Our results show that GARCHNet is an outstanding model that can explain conditional variance at least at the same level as traditional approaches. Value-at-risk forecasts are rather conservative, but fewer exceptions are observed for this reason. GARCHNet would be more often chosen by regulators than by company management itself due to its relatively higher opportunity cost. We also note a rather large advantage of this model—by obtaining much more data (see p values greater than 10) the model can generate predictions of the same or better quality than GARCH models that consider smaller data samples.

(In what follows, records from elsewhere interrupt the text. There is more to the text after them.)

//! 应用配置模块
//!
//! 配置来自 JSON 文件，再由环境变量覆盖（与函数宿主的应用设置一致）。

use crate::error::{SyncError, SyncResult};
use crate::logging::LogConfig;
use crate::storage::FingerprintSource;
use anyhow::{Context, Result};
use serde::{Deserialize, Serialize};
use std::fs;
use std::path::Path;

/// 源账户地址
pub const ENV_SOURCE_URL: &str = "SOURCE_ACCOUNT_URL";
/// 目标账户地址
pub const ENV_DEST_URL: &str = "DEST_ACCOUNT_URL";
/// 同时用于两个账户的凭据（SAS 令牌）
pub const ENV_CREDENTIAL: &str = "STORAGE_CREDENTIAL";
/// 同步计划
pub const ENV_SCHEDULE: &str = "SYNC_SCHEDULE";
/// 用户分配的托管身份；不支持，设置后只会记录警告
pub const ENV_UAMI_CLIENT_ID: &str = "UAMI_CLIENT_ID";

/// 已设置但不会生效的环境变量
const UNSUPPORTED_ENV: &[&str] = &[ENV_UAMI_CLIENT_ID];

/// 存储类型
#[derive(Debug, Clone, Copy, Default, Serialize, Deserialize, PartialEq, Eq)]
#[serde(rename_all = "lowercase")]
pub enum StoreType {
    #[default]
    Azblob,
    S3,
    WebDav,
    Local,
}

/// 存储配置
#[derive(Debug, Clone, Default, Serialize, Deserialize)]
#[serde(rename_all = "camelCase")]
pub struct StoreConfig {
    #[serde(rename = "type", default)]
    pub typ: StoreType,
    /// 账户地址 / bucket 名 / WebDAV 端点 / 本地路径
    #[serde(default)]
    pub url: String,
    /// 凭据（Azure 使用 SAS 令牌）
    #[serde(skip_serializing_if = "Option::is_none")]
    pub credential: Option<String>,
    #[serde(skip_serializing_if = "Option::is_none")]
    pub region: Option<String>,
    #[serde(skip_serializing_if = "Option::is_none")]
    pub access_key: Option<String>,
    #[serde(skip_serializing_if = "Option::is_none")]
    pub secret_key: Option<String>,
    /// 自定义 S3 端点
    #[serde(skip_serializing_if = "Option::is_none")]
    pub endpoint: Option<String>,
    #[serde(skip_serializing_if = "Option::is_none")]
    pub username: Option<String>,
    #[serde(skip_serializing_if = "Option::is_none")]
    pub password: Option<String>,
    #[serde(skip_serializing_if = "Option::is_none")]
    pub root: Option<String>,
}

impl StoreConfig {
    pub fn required_url(&self) -> SyncResult<&str> {
        let url = self.url.trim();
        if url.is_empty() {
            return Err(SyncError::Configuration(format!(
                "{:?} 存储缺少 url",
                self.typ
            )));
        }
        Ok(url)
    }

    pub fn required<'a>(&self, field: &str, value: Option<&'a str>) -> SyncResult<&'a str> {
        value
            .map(str::trim)
            .filter(|v| !v.is_empty())
            .ok_or_else(|| SyncError::Configuration(format!("{:?} 存储缺少 {}", self.typ, field)))
    }
}

/// 同步参数
#[derive(Debug, Clone, Serialize, Deserialize)]
#[serde(rename_all = "camelCase")]
pub struct SyncSettings {
    /// 最大并发传输数
    #[serde(default = "default_max_concurrent")]
    pub max_concurrent_transfers: usize,
    /// 指纹来源
    #[serde(default)]
    pub fingerprint: FingerprintSource,
}

fn default_max_concurrent() -> usize {
    4
}

impl Default for SyncSettings {
    fn default() -> Self {
        Self {
            max_concurrent_transfers: default_max_concurrent(),
            fingerprint: FingerprintSource::default(),
        }
    }
}

/// 应用配置
#[derive(Debug, Clone, Serialize, Deserialize)]
#[serde(rename_all = "camelCase")]
pub struct AppConfig {
    #[serde(default)]
    pub source: StoreConfig,
    #[serde(default)]
    pub destination: StoreConfig,
    /// 每天 12:00 和 17:00（UTC）
    #[serde(default = "default_schedule")]
    pub schedule: String,
    #[serde(default)]
    pub sync: SyncSettings,
    #[serde(default)]
    pub log: LogConfig,
}

fn default_schedule() -> String {
    "12:00,17:00".to_string()
}

impl Default for AppConfig {
    fn default() -> Self {
        Self {
            source: StoreConfig::default(),
            destination: StoreConfig::default(),
            schedule: default_schedule(),
            sync: SyncSettings::default(),
            log: LogConfig::default(),
        }
    }
}

impl AppConfig {
    /// 加载配置文件（不存在时使用默认值），并应用环境变量覆盖
    pub fn load(path: Option<&Path>) -> Result<Self> {
        let mut config = match path {
            Some(p) if p.exists() => {
                let content = fs::read_to_string(p)
                    .with_context(|| format!("读取配置文件失败: {}", p.display()))?;
                Self::from_json(&content)
                    .with_context(|| format!("解析配置文件失败: {}", p.display()))?
            }
            Some(p) => {
                tracing::warn!("配置文件不存在，使用默认配置: {}", p.display());
                Self::default()
            }
            None => Self::default(),
        };
        config.apply_overrides(|key| std::env::var(key).ok());
        Ok(config)
    }

    pub fn from_json(content: &str) -> Result<Self> {
        Ok(serde_json::from_str(content)?)
    }

    /// 使用环境变量覆盖，空值忽略
    pub fn apply_overrides(&mut self, lookup: impl Fn(&str) -> Option<String>) {
        let get = |key: &str| lookup(key).filter(|v| !v.trim().is_empty());

        if let Some(url) = get(ENV_SOURCE_URL) {
            self.source.url = url;
        }
        if let Some(url) = get(ENV_DEST_URL) {
            self.destination.url = url;
        }
        if let Some(credential) = get(ENV_CREDENTIAL) {
            self.source.credential = Some(credential.clone());
            self.destination.credential = Some(credential);
        }
        if let Some(schedule) = get(ENV_SCHEDULE) {
            self.schedule = schedule;
        }
    }

    /// 列出已设置但不支持的环境变量
    pub fn unsupported_env(lookup: impl Fn(&str) -> Option<String>) -> Vec<&'static str> {
        UNSUPPORTED_ENV
            .iter()
            .copied()
            .filter(|key| lookup(key).is_some_and(|v| !v.trim().is_empty()))
            .collect()
    }
}

#[cfg(test)]
mod tests {
    use super::*;
    use std::collections::HashMap;

    #[test]
    fn test_defaults_from_empty_json() {
        let config = AppConfig::from_json("{}").unwrap();
        assert_eq!(config.schedule, "12:00,17:00");
        assert_eq!(config.sync.max_concurrent_transfers, 4);
        assert_eq!(config.sync.fingerprint, FingerprintSource::ETag);
        assert_eq!(config.source.typ, StoreType::Azblob);
        assert!(config.source.required_url().is_err());
    }

    #[test]
    fn test_parse_full_config() {
        let config = AppConfig::from_json(
            r#"{
                "source": { "type": "s3", "url": "src-bucket", "region": "us-east-1",
                            "accessKey": "ak", "secretKey": "sk" },
                "destination": { "type": "local", "url": "/srv/mirror" },
                "schedule": "every 30m",
                "sync": { "maxConcurrentTransfers": 8, "fingerprint": "content-md5" },
                "log": { "level": "debug" }
            }"#,
        )
        .unwrap();

        assert_eq!(config.source.typ, StoreType::S3);
        assert_eq!(config.source.access_key.as_deref(), Some("ak"));
        assert_eq!(config.destination.required_url().unwrap(), "/srv/mirror");
        assert_eq!(config.sync.max_concurrent_transfers, 8);
        assert_eq!(config.sync.fingerprint, FingerprintSource::ContentMd5);
        assert_eq!(config.log.level, "debug");
    }

    #[test]
    fn test_env_overrides() {
        let env: HashMap<&str, &str> = HashMap::from([
            (ENV_SOURCE_URL, "https://src.blob.core.windows.net"),
            (ENV_DEST_URL, "https://dst.blob.core.windows.net"),
            (ENV_CREDENTIAL, "sv=2022&sig=x"),
            (ENV_SCHEDULE, "  "),
        ]);
        let mut config = AppConfig::default();
        config.apply_overrides(|k| env.get(k).map(|v| v.to_string()));

        assert_eq!(config.source.url, "https://src.blob.core.windows.net");
        assert_eq!(config.destination.url, "https://dst.blob.core.windows.net");
        assert_eq!(config.destination.credential.as_deref(), Some("sv=2022&sig=x"));
        // 空白值不覆盖
        assert_eq!(config.schedule, "12:00,17:00");
    }

    #[test]
    fn test_managed_identity_is_reported_unsupported() {
        let env: HashMap<&str, &str> = HashMap::from([
            (ENV_UAMI_CLIENT_ID, "00000000-0000-0000-0000-000000000000"),
            (ENV_CREDENTIAL, "sv=2022&sig=x"),
        ]);
        let unsupported = AppConfig::unsupported_env(|k| env.get(k).map(|v| v.to_string()));
        assert_eq!(unsupported, vec![ENV_UAMI_CLIENT_ID]);

        assert!(AppConfig::unsupported_env(|_| None).is_empty());
        assert!(AppConfig::unsupported_env(|_| Some(" ".to_string())).is_empty());
    }

    #[test]
    fn test_required_field() {
        let config = StoreConfig {
            typ: StoreType::S3,
            url: "bucket".to_string(),
            ..Default::default()
        };
        assert!(matches!(
            config.required("region", config.region.as_deref()),
            Err(SyncError::Configuration(_))
        ));
    }
}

We can see several options to enhance the model already:

  1. 1.

    The best lenght of sequence p

    p is one of the most influential parameters of the model, as it determines the amount of information that one forecast contains, but we did not notice any trends that would determine its impact on the quality of the model.

  2. 2.

    Stopping criterion

    Given that the validation sample is absent in the case of the one-day ahead forecast (time step to time step), the available options for objectively determining the end of the model training phase are exhausted. We believe that, in the case of VaR, a stopping criterion based on statistical tests would be accurate.

  3. 3.

    Neural network architecture and hyper-parameter tuning

    The neural network proposed here is rather small. We think that increasing the number of parameters (and thus the depth of the NN) would positively affect the quality of the model. Furthermore, we have not included any tuning of the hyperparameters—most of them have been assumed rather than tested.

  4. 4.

    Another approach to estimation of the distribution’s parameters

    The distribution parameters are estimated here by a separate layer that depends on the previous layers. The deteriorated performance of GARCHNet with t distribution and skewed t distribution can only be the result of the approach taken. Two other options that can be considered are either separate neural networks for the estimation of additional parameters optimized in a single procedure (parameters dependent on the forecast sample); or the inclusion of these parameters as separate weights for optimization (parameters dependent on the training sample).

  5. 5.

    Possible extension of this approach to time-series

    Given that GARCH models are not only used in VaR modelling, we are primarily interested in the performance of GARCHNet in traditional time series forecasting.